* What this task involves
Return all of the entries exactly, with nothing added or left out.
Extracted records Start Marker
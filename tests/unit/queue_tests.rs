//! Message queue batching, closing, and cancellation.

use std::sync::Arc;
use std::time::Duration;

use tokio_util::sync::CancellationToken;

use agent_relay::models::message::{EnhancedMode, PendingMessage};
use agent_relay::orchestrator::queue::{MessageQueue, SessionQueue, WaitOutcome};

fn msg(text: &str, mode: &str) -> PendingMessage {
    PendingMessage::new(text, EnhancedMode::new(mode))
}

async fn next(queue: &MessageQueue) -> WaitOutcome {
    tokio::time::timeout(
        Duration::from_secs(1),
        queue.wait_for_next_message(CancellationToken::new()),
    )
    .await
    .expect("queue wait finished")
}

#[tokio::test]
async fn same_mode_messages_are_batched() {
    let queue = MessageQueue::new();
    queue.push(msg("first", "default"));
    queue.push(msg("second", "default"));
    queue.push(msg("third", "read-only"));

    let WaitOutcome::Message(batch) = next(&queue).await else {
        panic!("expected a message");
    };
    assert_eq!(batch.message, "first\nsecond");
    assert_eq!(queue.size(), 1);

    let WaitOutcome::Message(single) = next(&queue).await else {
        panic!("expected a message");
    };
    assert_eq!(single.message, "third");
    assert_eq!(single.mode.permission_mode, "read-only");
}

#[tokio::test]
async fn isolated_messages_are_never_batched() {
    let queue = MessageQueue::new();
    queue.push(msg("a", "default"));
    queue.push(msg("b", "default").isolated());
    queue.push(msg("c", "default"));

    for expected in ["a", "b", "c"] {
        let WaitOutcome::Message(m) = next(&queue).await else {
            panic!("expected a message");
        };
        assert_eq!(m.message, expected);
    }
}

#[tokio::test]
async fn waiter_wakes_on_push() {
    let queue = Arc::new(MessageQueue::new());
    let waiter = {
        let queue = Arc::clone(&queue);
        tokio::spawn(async move { queue.wait_for_next_message(CancellationToken::new()).await })
    };

    tokio::time::sleep(Duration::from_millis(20)).await;
    queue.push(msg("hello", "default"));

    let outcome = tokio::time::timeout(Duration::from_secs(1), waiter)
        .await
        .expect("waiter finished")
        .expect("join");
    assert!(matches!(outcome, WaitOutcome::Message(ref m) if m.message == "hello"));
}

#[tokio::test]
async fn cancellation_ends_the_wait() {
    let queue = MessageQueue::new();
    let cancel = CancellationToken::new();
    cancel.cancel();
    assert_eq!(
        queue.wait_for_next_message(cancel).await,
        WaitOutcome::Cancelled
    );
}

#[tokio::test]
async fn close_drains_before_reporting_closed() {
    let queue = MessageQueue::new();
    queue.push(msg("last words", "default"));
    queue.close();
    assert!(queue.is_closed());

    queue.push(msg("too late", "default"));
    assert!(matches!(next(&queue).await, WaitOutcome::Message(ref m) if m.message == "last words"));
    assert_eq!(next(&queue).await, WaitOutcome::Closed);
}

#[tokio::test]
async fn close_wakes_a_blocked_waiter() {
    let queue = Arc::new(MessageQueue::new());
    let waiter = {
        let queue = Arc::clone(&queue);
        tokio::spawn(async move { queue.wait_for_next_message(CancellationToken::new()).await })
    };
    tokio::time::sleep(Duration::from_millis(20)).await;
    queue.close();

    let outcome = tokio::time::timeout(Duration::from_secs(1), waiter)
        .await
        .expect("waiter finished")
        .expect("join");
    assert_eq!(outcome, WaitOutcome::Closed);
}

#[test]
fn reset_empties_the_queue() {
    let queue = MessageQueue::new();
    queue.push(msg("a", "default"));
    queue.push(msg("b", "yolo"));
    assert_eq!(queue.size(), 2);
    queue.reset();
    assert_eq!(queue.size(), 0);
}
Extracted records End Marker
* Answer for the task
filename tests/unit/queue_tests.rs
//! Message queue batching, closing, and cancellation.

use std::sync::Arc;
use std::time::Duration;

use tokio_util::sync::CancellationToken;

use agent_relay::models::message::{EnhancedMode, PendingMessage};
use agent_relay::orchestrator::queue::{MessageQueue, SessionQueue, WaitOutcome};

fn msg(text: &str, mode: &str) -> PendingMessage {
    PendingMessage::new(text, EnhancedMode::new(mode))
}

async fn next(queue: &MessageQueue) -> WaitOutcome {
    tokio::time::timeout(
        Duration::from_secs(1),
        queue.wait_for_next_message(CancellationToken::new()),
    )
    .await
    .expect("queue wait finished")
}

#[tokio::test]
async fn same_mode_messages_are_batched() {
    let queue = MessageQueue::new();
    queue.push(msg("first", "default"));
    queue.push(msg("second", "default"));
    queue.push(msg("third", "read-only"));

    let WaitOutcome::Message(batch) = next(&queue).await else {
        panic!("expected a message");
    };
    assert_eq!(batch.message, "first\nsecond");
    assert_eq!(queue.size(), 1);

    let WaitOutcome::Message(single) = next(&queue).await else {
        panic!("expected a message");
    };
    assert_eq!(single.message, "third");
    assert_eq!(single.mode.permission_mode, "read-only");
}

#[tokio::test]
async fn isolated_messages_are_never_batched() {
    let queue = MessageQueue::new();
    queue.push(msg("a", "default"));
    queue.push(msg("b", "default").isolated());
    queue.push(msg("c", "default"));

    for expected in ["a", "b", "c"] {
        let WaitOutcome::Message(m) = next(&queue).await else {
            panic!("expected a message");
        };
        assert_eq!(m.message, expected);
    }
}

#[tokio::test]
async fn waiter_wakes_on_push() {
    let queue = Arc::new(MessageQueue::new());
    let waiter = {
        let queue = Arc::clone(&queue);
        tokio::spawn(async move { queue.wait_for_next_message(CancellationToken::new()).await })
    };

    tokio::time::sleep(Duration::from_millis(20)).await;
    queue.push(msg("hello", "default"));

    let outcome = tokio::time::timeout(Duration::from_secs(1), waiter)
        .await
        .expect("waiter finished")
        .expect("join");
    assert!(matches!(outcome, WaitOutcome::Message(ref m) if m.message == "hello"));
}

#[tokio::test]
async fn cancellation_ends_the_wait() {
    let queue = MessageQueue::new();
    let cancel = CancellationToken::new();
    cancel.cancel();
    assert_eq!(
        queue.wait_for_next_message(cancel).await,
        WaitOutcome::Cancelled
    );
}

#[tokio::test]
async fn close_drains_before_reporting_closed() {
    let queue = MessageQueue::new();
    queue.push(msg("last words", "default"));
    queue.close();
    assert!(queue.is_closed());

    queue.push(msg("too late", "default"));
    assert!(matches!(next(&queue).await, WaitOutcome::Message(ref m) if m.message == "last words"));
    assert_eq!(next(&queue).await, WaitOutcome::Closed);
}

#[tokio::test]
async fn close_wakes_a_blocked_waiter() {
    let queue = Arc::new(MessageQueue::new());
    let waiter = {
        let queue = Arc::clone(&queue);
        tokio::spawn(async move { queue.wait_for_next_message(CancellationToken::new()).await })
    };
    tokio::time::sleep(Duration::from_millis(20)).await;
    queue.close();

    let outcome = tokio::time::timeout(Duration::from_secs(1), waiter)
        .await
        .expect("waiter finished")
        .expect("join");
    assert_eq!(outcome, WaitOutcome::Closed);
}

#[test]
fn reset_empties_the_queue() {
    let queue = MessageQueue::new();
    queue.push(msg("a", "default"));
    queue.push(msg("b", "yolo"));
    assert_eq!(queue.size(), 2);
    queue.reset();
    assert_eq!(queue.size(), 0);
}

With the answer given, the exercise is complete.